The verifier is what makes this safe rather than reckless. At load time it walks every possible path through the program, proves it terminates, proves every memory access is in-bounds, and rejects anything it cannot prove. A program that passes is guaranteed not to crash the kernel; a program the verifier can't reason about is refused, even if it would have been fine. The result is a genuinely new capability: arbitrary, operator-supplied code running in ring 0 that is safe by construction, not by careful review.

What It Powers

Observability is the entry point most people meet first. Tools like bpftrace and the bcc collection attach to tracepoints, kprobes, and uprobes to answer questions that no /proc file exposes — per-process disk latency histograms, which files a process opens, off-CPU time, syscall error rates — all without changing the application or restarting anything. The data is gathered in the kernel and only summaries cross into user space, so the overhead stays low even under load.

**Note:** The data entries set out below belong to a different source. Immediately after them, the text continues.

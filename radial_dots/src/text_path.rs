// Copyright 2026 the Radial Dots Authors
// SPDX-License-Identifier: Apache-2.0 OR MIT

//! One line of text drawn as dots around an arc.

use alloc::string::String;
use alloc::vec::Vec;
use core::f64::consts::TAU;

use kurbo::Vec2;

use crate::bits::text_to_bits;
use crate::style::{ArcStyle, Dot, DrawingStyle};
use crate::svg::{SvgDrawable, translate};

/// A line of text with optional per-path style overrides.
///
/// Any style left as `None` falls back to the default in [`DrawingStyle`].
#[derive(Clone, Debug, PartialEq)]
pub struct TextPath {
    /// The encoded text (ASCII only; anything else draws nothing).
    pub text: String,
    /// Override for `0` bits.
    pub zero_dot: Option<Dot>,
    /// Override for `1` bits.
    pub one_dot: Option<Dot>,
    /// Override for the arc.
    pub arc: Option<ArcStyle>,
}

impl TextPath {
    /// Creates a path that uses the default styles.
    #[must_use]
    pub fn new(text: impl Into<String>) -> Self {
        Self {
            text: text.into(),
            zero_dot: None,
            one_dot: None,
            arc: None,
        }
    }

    /// Returns the arc in effect for this path.
    #[must_use]
    pub fn arc_style<'a>(&'a self, style: &'a DrawingStyle) -> &'a ArcStyle {
        self.arc.as_ref().unwrap_or(&style.default_arc)
    }

    /// Returns the `0` dot in effect for this path.
    #[must_use]
    pub fn zero_dot_style<'a>(&'a self, style: &'a DrawingStyle) -> &'a Dot {
        self.zero_dot.as_ref().unwrap_or(&style.default_zero_dot)
    }

    /// Returns the `1` dot in effect for this path.
    #[must_use]
    pub fn one_dot_style<'a>(&'a self, style: &'a DrawingStyle) -> &'a Dot {
        self.one_dot.as_ref().unwrap_or(&style.default_one_dot)
    }

    /// Radius of the circle around the origin containing the whole path.
    #[must_use]
    pub fn bounding_radius(&self, style: &DrawingStyle) -> f64 {
        let dots = self
            .one_dot_style(style)
            .bounding_radius()
            .max(self.zero_dot_style(style).bounding_radius());
        self.arc_style(style).radius + dots / 2.0
    }

    /// Returns the centre of every dot, in bit order.
    ///
    /// Dot `i` of `n` sits at angle `offset + (i + 1) / n * sweep`, so the
    /// last dot closes the arc.
    #[must_use]
    pub fn dot_positions(&self, style: &DrawingStyle) -> Vec<(bool, Vec2)> {
        let Some(bits) = text_to_bits(&self.text) else {
            return Vec::new();
        };
        let arc = self.arc_style(style);
        let start = arc.arc_offset_percentage * TAU;
        let sweep = arc.arc_percentage * TAU;
        let count = bits.len() as f64;

        bits.into_iter()
            .enumerate()
            .map(|(i, bit)| {
                let angle = start + (i + 1) as f64 / count * sweep;
                let offset = Vec2::new(
                    arc.radius * libm::cos(angle),
                    arc.radius * libm::sin(angle),
                );
                (bit, offset)
            })
            .collect()
    }
}

impl SvgDrawable for TextPath {
    fn to_svg(&self, style: &DrawingStyle) -> String {
        let zero = self.zero_dot_style(style).to_svg(style);
        let one = self.one_dot_style(style).to_svg(style);

        let mut out = String::new();
        for (bit, offset) in self.dot_positions(style) {
            let dot = if bit { &one } else { &zero };
            out.push_str(&translate(dot, offset));
        }
        out
    }
}

#[cfg(test)]
mod tests {
    use super::*;

    fn close(a: f64, b: f64) -> bool {
        (a - b).abs() < 1e-9
    }

    #[test]
    fn overrides_take_precedence() {
        let style = DrawingStyle::default();
        let mut path = TextPath::new("a");
        assert_eq!(path.arc_style(&style), &style.default_arc);

        let arc = ArcStyle {
            radius: 9.0,
            arc_percentage: 0.5,
            arc_offset_percentage: 0.25,
        };
        path.arc = Some(arc);
        assert_eq!(path.arc_style(&style), &arc);
        assert_eq!(path.zero_dot_style(&style), &style.default_zero_dot);
    }

    #[test]
    fn bounding_radius_adds_half_the_largest_dot() {
        let style = DrawingStyle::default();
        // arc 5.0, zero dot bounds 2.05, one dot bounds 2.0
        assert!(close(
            TextPath::new("x").bounding_radius(&style),
            5.0 + 2.05 / 2.0
        ));
    }

    #[test]
    fn full_arc_ends_where_it_starts() {
        let style = DrawingStyle::default();
        let positions = TextPath::new("a").dot_positions(&style);
        assert_eq!(positions.len(), 8);

        let (bit, last) = positions[7];
        assert!(!bit, "top bit of 'a' is zero");
        assert!(close(last.x, 5.0) && close(last.y, 0.0), "got {last:?}");

        let (_, quarter) = positions[1];
        assert!(close(quarter.x, 0.0) && close(quarter.y, 5.0), "got {quarter:?}");
    }

    #[test]
    fn svg_has_one_group_per_bit() {
        let style = DrawingStyle::default();
        let svg = TextPath::new("he").to_svg(&style);
        assert_eq!(svg.matches("<g transform").count(), 16);
    }

    #[test]
    fn non_ascii_or_empty_text_draws_nothing() {
        let style = DrawingStyle::default();
        assert!(TextPath::new("").to_svg(&style).is_empty());
        assert!(TextPath::new("\u{e9}").to_svg(&style).is_empty());
    }
}
// Copyright 2026 the Radial Dots Authors
// SPDX-License-Identifier: Apache-2.0 OR MIT

//! Dot, arc, and colour styles.

use alloc::string::{String, ToString as _};

/// Appearance of a single dot: a filled circle inside a stroked ring.
#[derive(Clone, Copy, Debug, PartialEq)]
pub struct Dot {
    /// Radius of the filled inner circle.
    pub circle_radius: f64,
    /// Radius of the ring.
    pub ring_radius: f64,
    /// Stroke width of the ring.
    pub ring_stroke_width: f64,
}

impl Dot {
    /// Radius of the smallest circle around the origin containing the dot.
    #[must_use]
    pub fn bounding_radius(&self) -> f64 {
        let ring = self.ring_radius + self.ring_stroke_width / 2.0;
        self.circle_radius.max(ring)
    }
}

/// Placement of dots along a circular arc.
#[derive(Clone, Copy, Debug, PartialEq)]
pub struct ArcStyle {
    /// Radius of the arc.
    pub radius: f64,
    /// Fraction of a full turn covered by the arc (0.0–1.0).
    pub arc_percentage: f64,
    /// Starting angle as a fraction of a full turn.
    pub arc_offset_percentage: f64,
}

/// Diagram-wide style and the defaults paths fall back to.
#[derive(Clone, Debug, PartialEq)]
pub struct DrawingStyle {
    /// Colour used for dots and rings.
    pub stroke_color: String,
    /// Fill of the diagram background.
    pub background_color: String,
    /// Dot drawn for `0` bits unless a path overrides it.
    pub default_zero_dot: Dot,
    /// Dot drawn for `1` bits unless a path overrides it.
    pub default_one_dot: Dot,
    /// Arc used unless a path overrides it.
    pub default_arc: ArcStyle,
}

impl Default for DrawingStyle {
    fn default() -> Self {
        Self {
            stroke_color: "#333333".to_string(),
            background_color: "#EEEEEE".to_string(),
            default_zero_dot: Dot {
                circle_radius: 1.0,
                ring_radius: 2.0,
                ring_stroke_width: 0.1,
            },
            default_one_dot: Dot {
                circle_radius: 0.5,
                ring_radius: 2.0,
                ring_stroke_width: 0.0,
            },
            default_arc: ArcStyle {
                radius: 5.0,
                arc_percentage: 1.0,
                arc_offset_percentage: 0.0,
            },
        }
    }
}
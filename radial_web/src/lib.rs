// Copyright 2026 the Radial Dots Authors
// SPDX-License-Identifier: Apache-2.0 OR MIT

//! Browser glue for radial dots.
//!
//! This crate connects [`radial_core`] to the DOM:
//!
//! - [`DomDocument`], [`DomContainer`], [`ElementInput`]: the
//!   [`radial_core::module`] traits over `web_sys` types.
//! - [`InputListener`]: the document-level `input` listener.
//! - [`DocumentReady`]: a module loader that waits for `DOMContentLoaded`.
//! - [`ConsoleSink`]: trace events written to the browser console.
//! - [`start`]: registers the listener and runs the bootstrap.

#![no_std]

extern crate alloc;

mod boot;
mod console;
mod dom;
mod listener;
mod loader;

pub use boot::start;
pub use console::ConsoleSink;
pub use dom::{DomContainer, DomDocument, ElementInput};
pub use listener::InputListener;
pub use loader::{DocumentReady, LoadError};

/// Reads `key` from a URL query string such as `?invalid=pass&trace=verbose`.
///
/// The leading `?` is optional. Returns the first match; values are not
/// percent-decoded.
#[must_use]
pub fn query_param<'a>(search: &'a str, key: &str) -> Option<&'a str> {
    search
        .trim_start_matches('?')
        .split('&')
        .find_map(|pair| match pair.split_once('=') {
            Some((k, value)) if k == key => Some(value),
            _ => None,
        })
}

Networking is the second large domain. eBPF programs at the XDP hook run on the network driver before the kernel even builds an sk_buff, which is how DDoS scrubbers and load balancers drop or redirect millions of packets per second per core. Cilium replaces iptables-based Kubernetes networking and policy entirely with eBPF, and the third domain — runtime security — uses the same hooks to observe and block syscalls in real time, which is what tools like Falco and Tetragon do.

Hooks and Maps

A hook is where a program attaches. The common ones are kprobes (any kernel function entry or return, fragile across kernel versions because internal symbols change), tracepoints (stable, kernel-maintained instrumentation points — prefer these), uprobes (user-space function entry, for tracing applications), XDP and tc (network ingress/egress), and LSM hooks (security decisions). The choice of hook decides both what you can see and how portable your program is across kernel versions.

Maps are the other half of the model: typed key/value stores that live in the kernel and are shared between the eBPF program and user space, and between separate eBPF programs. A program writes counts, histograms, or per-PID state into a map on every event; a user-space process reads the map periodically to render output. This split — heavy per-event work in the kernel, cheap aggregated reads from user space — is exactly why eBPF tools stay cheap where strace does not.

# count system calls by name across the whole machine for 10s
bpftrace -e 'tracepoint:raw_syscalls:sys_enter { @[probe] = count(); }'

# histogram of block I/O latency in microseconds (bcc tool)
biolatency

# which processes are opening which files, live
opensnoop

The Tooling

bpftrace is the awk of kernel tracing: a one-line language for ad-hoc questions, ideal when you don't yet know what you're looking for. The bcc project ships dozens of ready-made tools — execsnoop, opensnoop, biolatency, tcpconnect, runqlat — that answer specific production questions out of the box. On Debian and Ubuntu both arrive via apt install bpftrace bpfcc-tools; on RHEL family it is dnf install bpftrace bcc-tools. Both need root or CAP_BPF plus CAP_PERFMON on recent kernels.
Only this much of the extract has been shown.